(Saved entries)

-=-=-=-=-

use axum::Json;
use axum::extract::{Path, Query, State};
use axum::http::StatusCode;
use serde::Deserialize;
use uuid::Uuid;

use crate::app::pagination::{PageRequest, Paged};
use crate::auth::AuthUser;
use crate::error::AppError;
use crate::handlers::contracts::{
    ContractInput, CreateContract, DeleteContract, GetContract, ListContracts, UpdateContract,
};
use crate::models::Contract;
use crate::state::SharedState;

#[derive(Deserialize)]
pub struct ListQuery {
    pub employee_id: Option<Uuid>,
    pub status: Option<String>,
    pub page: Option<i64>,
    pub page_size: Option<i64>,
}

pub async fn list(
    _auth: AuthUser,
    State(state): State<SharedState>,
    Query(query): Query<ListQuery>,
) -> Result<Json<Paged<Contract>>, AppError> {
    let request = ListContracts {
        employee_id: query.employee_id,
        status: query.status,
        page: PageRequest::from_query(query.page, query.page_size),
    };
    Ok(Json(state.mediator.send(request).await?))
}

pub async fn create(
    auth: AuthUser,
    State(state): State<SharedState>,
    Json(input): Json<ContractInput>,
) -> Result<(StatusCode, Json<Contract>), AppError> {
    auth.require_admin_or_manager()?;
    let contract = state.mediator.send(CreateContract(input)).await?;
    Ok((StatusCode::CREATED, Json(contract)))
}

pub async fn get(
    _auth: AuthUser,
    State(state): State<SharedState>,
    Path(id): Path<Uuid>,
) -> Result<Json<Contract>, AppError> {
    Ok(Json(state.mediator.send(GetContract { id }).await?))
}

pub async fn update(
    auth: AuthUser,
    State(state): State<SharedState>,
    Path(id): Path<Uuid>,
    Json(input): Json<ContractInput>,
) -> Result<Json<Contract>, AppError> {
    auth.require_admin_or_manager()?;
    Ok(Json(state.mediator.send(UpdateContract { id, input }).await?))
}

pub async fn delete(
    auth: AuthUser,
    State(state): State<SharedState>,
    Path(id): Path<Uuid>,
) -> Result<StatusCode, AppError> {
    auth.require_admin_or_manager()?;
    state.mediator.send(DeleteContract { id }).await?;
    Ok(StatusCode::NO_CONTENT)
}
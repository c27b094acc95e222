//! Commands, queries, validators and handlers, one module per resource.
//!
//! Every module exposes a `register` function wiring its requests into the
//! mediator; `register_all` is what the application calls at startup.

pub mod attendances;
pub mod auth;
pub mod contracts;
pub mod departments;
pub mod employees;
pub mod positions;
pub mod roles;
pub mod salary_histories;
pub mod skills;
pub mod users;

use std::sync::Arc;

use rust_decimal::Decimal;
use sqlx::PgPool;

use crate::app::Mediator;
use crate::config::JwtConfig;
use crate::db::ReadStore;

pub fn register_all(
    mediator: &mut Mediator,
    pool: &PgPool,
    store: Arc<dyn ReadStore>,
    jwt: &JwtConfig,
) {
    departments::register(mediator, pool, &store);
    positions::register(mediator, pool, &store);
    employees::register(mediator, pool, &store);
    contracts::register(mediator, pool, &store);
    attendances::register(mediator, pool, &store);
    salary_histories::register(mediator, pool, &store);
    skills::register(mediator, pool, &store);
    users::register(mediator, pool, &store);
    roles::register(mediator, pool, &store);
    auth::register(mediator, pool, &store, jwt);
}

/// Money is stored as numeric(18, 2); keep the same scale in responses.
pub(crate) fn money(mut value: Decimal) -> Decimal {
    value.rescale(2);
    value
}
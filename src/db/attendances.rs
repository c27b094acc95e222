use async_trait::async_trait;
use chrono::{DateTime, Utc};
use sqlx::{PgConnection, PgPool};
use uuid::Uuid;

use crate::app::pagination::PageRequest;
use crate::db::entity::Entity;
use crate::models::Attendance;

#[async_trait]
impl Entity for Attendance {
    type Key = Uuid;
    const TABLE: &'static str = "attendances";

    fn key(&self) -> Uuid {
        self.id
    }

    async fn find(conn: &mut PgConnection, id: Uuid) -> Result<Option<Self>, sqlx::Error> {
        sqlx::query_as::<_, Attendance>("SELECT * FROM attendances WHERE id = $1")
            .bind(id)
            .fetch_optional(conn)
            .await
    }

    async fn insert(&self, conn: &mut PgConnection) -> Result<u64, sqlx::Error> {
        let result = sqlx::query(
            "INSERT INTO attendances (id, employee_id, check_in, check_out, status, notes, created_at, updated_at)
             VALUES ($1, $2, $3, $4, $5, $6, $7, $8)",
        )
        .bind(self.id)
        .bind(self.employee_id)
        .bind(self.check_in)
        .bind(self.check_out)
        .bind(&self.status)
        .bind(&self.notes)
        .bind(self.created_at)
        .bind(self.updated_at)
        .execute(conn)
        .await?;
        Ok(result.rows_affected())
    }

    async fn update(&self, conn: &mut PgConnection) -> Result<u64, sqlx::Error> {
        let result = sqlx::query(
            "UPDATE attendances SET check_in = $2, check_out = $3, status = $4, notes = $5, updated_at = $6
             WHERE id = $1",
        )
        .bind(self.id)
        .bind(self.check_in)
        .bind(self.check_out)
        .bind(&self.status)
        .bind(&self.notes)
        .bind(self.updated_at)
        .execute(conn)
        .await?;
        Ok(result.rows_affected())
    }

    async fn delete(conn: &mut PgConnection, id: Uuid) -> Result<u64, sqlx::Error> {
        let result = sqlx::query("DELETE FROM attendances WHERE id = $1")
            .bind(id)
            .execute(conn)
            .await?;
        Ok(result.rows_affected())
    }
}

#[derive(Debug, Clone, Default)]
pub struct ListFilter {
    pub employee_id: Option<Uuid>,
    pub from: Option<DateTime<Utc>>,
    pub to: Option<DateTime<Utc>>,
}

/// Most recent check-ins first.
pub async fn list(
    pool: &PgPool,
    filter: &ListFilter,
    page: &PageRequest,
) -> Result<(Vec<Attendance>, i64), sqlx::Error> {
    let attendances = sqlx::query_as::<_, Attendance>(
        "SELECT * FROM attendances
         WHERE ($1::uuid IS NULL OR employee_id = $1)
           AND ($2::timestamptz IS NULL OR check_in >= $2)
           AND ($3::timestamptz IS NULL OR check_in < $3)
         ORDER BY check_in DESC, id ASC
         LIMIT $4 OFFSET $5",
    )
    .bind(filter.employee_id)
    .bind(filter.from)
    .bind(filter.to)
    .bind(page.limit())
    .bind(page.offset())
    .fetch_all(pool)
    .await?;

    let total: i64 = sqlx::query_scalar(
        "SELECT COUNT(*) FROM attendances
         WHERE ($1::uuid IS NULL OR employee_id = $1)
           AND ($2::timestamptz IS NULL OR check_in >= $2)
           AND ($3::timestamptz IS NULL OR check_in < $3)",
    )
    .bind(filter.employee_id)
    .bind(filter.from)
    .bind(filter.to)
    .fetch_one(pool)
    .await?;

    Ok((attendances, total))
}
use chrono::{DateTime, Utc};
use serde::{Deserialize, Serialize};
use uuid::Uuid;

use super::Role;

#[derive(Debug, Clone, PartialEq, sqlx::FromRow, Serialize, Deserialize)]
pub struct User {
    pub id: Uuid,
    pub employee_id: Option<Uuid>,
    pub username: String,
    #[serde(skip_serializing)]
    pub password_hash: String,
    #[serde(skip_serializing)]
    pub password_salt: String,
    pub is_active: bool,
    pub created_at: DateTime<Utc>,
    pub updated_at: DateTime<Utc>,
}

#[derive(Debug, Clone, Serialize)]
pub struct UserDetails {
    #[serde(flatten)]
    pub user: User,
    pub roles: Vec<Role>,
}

-=-=-=-=-

Problem to work on: Report how many lines in the data include the string "employees", giving nothing but that number.

Answer box: 2